About this exercise ▸ Give again, word for word, every line in the entries below from the line with "self.classes.push(class.to_string());" up to and including the line with "pub fn iter(&self)", and no other line.

Dataset items:
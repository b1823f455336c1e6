//! Document cookie store and cookie-string scanning.
//!
//! `CookieJar` stands in for the page's cookie string: the CSRF token is read
//! from it when a request is issued, and `Set-Cookie` headers on responses are
//! written back into it.

use std::sync::{Arc, Mutex, MutexGuard, PoisonError};

/// Scan a `name=value; name=value` string for `name` and return its value.
///
/// Pairs are split on `;` with leading spaces trimmed; the name must match
/// exactly. The first match wins.
pub fn read_cookie(cookies: &str, name: &str) -> Option<String> {
    cookies.split(';').find_map(|pair| {
        let pair = pair.trim_start_matches(' ');
        let (key, value) = pair.split_once('=')?;
        (key == name).then(|| value.to_string())
    })
}

/// Shared, cloneable cookie store. Clones see the same cookies.
#[derive(Debug, Clone, Default)]
pub struct CookieJar {
    cookies: Arc<Mutex<Vec<(String, String)>>>,
}

impl CookieJar {
    pub fn new() -> Self {
        Self::default()
    }

    /// Seed a jar from a `name=value; …` string.
    pub fn from_cookie_string(cookies: &str) -> Self {
        let jar = Self::new();
        for pair in cookies.split(';') {
            if let Some((name, value)) = pair.trim_start_matches(' ').split_once('=') {
                jar.set(name, value);
            }
        }
        jar
    }

    fn lock(&self) -> MutexGuard<'_, Vec<(String, String)>> {
        self.cookies.lock().unwrap_or_else(PoisonError::into_inner)
    }

    /// Store `name=value`, replacing any earlier value. Names must be
    /// non-empty without `=`, `;` or whitespace, and values must not contain
    /// `;`, otherwise the pair would split differently when read back.
    /// Returns whether the cookie was stored.
    pub fn set(&self, name: &str, value: &str) -> bool {
        let bad_name = name.is_empty()
            || name.contains(|c: char| c == '=' || c == ';' || c.is_whitespace());
        if bad_name || value.contains(';') {
            tracing::warn!(cookie = name, "refusing cookie that cannot round-trip");
            return false;
        }
        let mut cookies = self.lock();
        match cookies.iter_mut().find(|(k, _)| k == name) {
            Some((_, v)) => *v = value.to_string(),
            None => cookies.push((name.to_string(), value.to_string())),
        }
        true
    }

    pub fn remove(&self, name: &str) {
        self.lock().retain(|(k, _)| k != name);
    }

    pub fn get(&self, name: &str) -> Option<String> {
        read_cookie(&self.cookie_string(), name)
    }

    /// The jar rendered the way a page exposes its cookies.
    pub fn cookie_string(&self) -> String {
        self.lock()
            .iter()
            .map(|(k, v)| format!("{k}={v}"))
            .collect::<Vec<_>>()
            .join("; ")
    }

    /// Store the cookie carried by a `Set-Cookie` header value. Attributes
    /// after the first `;` are ignored.
    pub fn store_set_cookie(&self, header: &str) {
        let pair = header.split(';').next().unwrap_or_default().trim();
        match pair.split_once('=') {
            Some((name, value)) if !name.is_empty() => {
                tracing::debug!(cookie = name, "storing cookie from response");
                self.set(name, value);
            }
            _ => tracing::warn!("ignoring malformed Set-Cookie header"),
        }
    }
}
//! Form-control state touched by account-setting callbacks.
//!
//! # Design
//! Completion callbacks run on the request's thread, so each control lives
//! behind an `Arc<Mutex<_>>` and is only mutated from inside a callback (or
//! by the user action that started the request). Concurrent requests race;
//! whichever callback runs last decides the final state.

use std::sync::{Arc, Mutex, MutexGuard, PoisonError};

pub const FORM_CONTROL_SUCCESS: &str = "form-control-success";
pub const FORM_CONTROL_ERROR: &str = "form-control-error";
pub const HAS_SUCCESS: &str = "has-success";
pub const HAS_ERROR: &str = "has-error";

/// Ordered set of CSS class names on one element.
#[derive(Debug, Clone, Default, PartialEq, Eq)]
pub struct ClassList {
    classes: Vec<String>,
}

impl ClassList {
    pub fn new() -> Self {
        Self::default()
    }

    pub fn add(&mut self, class: &str) -> &mut Self {
        if !self.contains(class) {
            self.classes.push(class.to_string());
        }
        self
    }

    pub fn remove(&mut self, class: &str) -> &mut Self {
        self.classes.retain(|c| c != class);
        self
    }

    pub fn contains(&self, class: &str) -> bool {
        self.classes.iter().any(|c| c == class)
    }

    pub fn iter(&self) -> impl Iterator<Item = &str> {
        self.classes.iter().map(String::as_str)
    }
}

/// The display-name input and its surrounding form group.
#[derive(Debug, Clone, Default)]
pub struct DisplayNameField {
    pub value: String,
    pub input: ClassList,
    pub group: ClassList,
}

impl DisplayNameField {
    pub fn new(value: impl Into<String>) -> Self {
        Self {
            value: value.into(),
            ..Self::default()
        }
    }

    pub fn mark_success(&mut self) {
        self.input.add(FORM_CONTROL_SUCCESS).remove(FORM_CONTROL_ERROR);
        self.group.add(HAS_SUCCESS).remove(HAS_ERROR);
    }

    pub fn mark_error(&mut self) {
        self.input.add(FORM_CONTROL_ERROR).remove(FORM_CONTROL_SUCCESS);
        self.group.add(HAS_ERROR).remove(HAS_SUCCESS);
    }
}

/// The summary-email opt-in checkbox.
#[derive(Debug, Clone, Copy, Default, PartialEq, Eq)]
pub struct SummaryEmailCheckbox {
    pub checked: bool,
}

impl SummaryEmailCheckbox {
    pub fn new(checked: bool) -> Self {
        Self { checked }
    }

    /// Optimistic flip on user input; returns the new value.
    pub fn toggle(&mut self) -> bool {
        self.checked = !self.checked;
        self.checked
    }

    /// Undo a rejected optimistic flip.
    pub fn revert(&mut self) {
        self.checked = !self.checked;
    }
}

/// Shared handle to a control, cloneable into completion callbacks.
#[derive(Debug, Default)]
pub struct Shared<T> {
    inner: Arc<Mutex<T>>,
}

impl<T> Clone for Shared<T> {
    fn clone(&self) -> Self {
        Self {
            inner: Arc::clone(&self.inner),
        }
    }
}

impl<T> Shared<T> {
    pub fn new(value: T) -> Self {
        Self {
            inner: Arc::new(Mutex::new(value)),
        }
    }

    pub fn lock(&self) -> MutexGuard<'_, T> {
        self.inner.lock().unwrap_or_else(PoisonError::into_inner)
    }
}

impl<T: Clone> Shared<T> {
    pub fn snapshot(&self) -> T {
        self.lock().clone()
    }
}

Task answer ▸
            self.classes.push(class.to_string());
        }
        self
    }

    pub fn remove(&mut self, class: &str) -> &mut Self {
        self.classes.retain(|c| c != class);
        self
    }

    pub fn contains(&self, class: &str) -> bool {
        self.classes.iter().any(|c| c == class)
    }

    pub fn iter(&self) -> impl Iterator<Item = &str> {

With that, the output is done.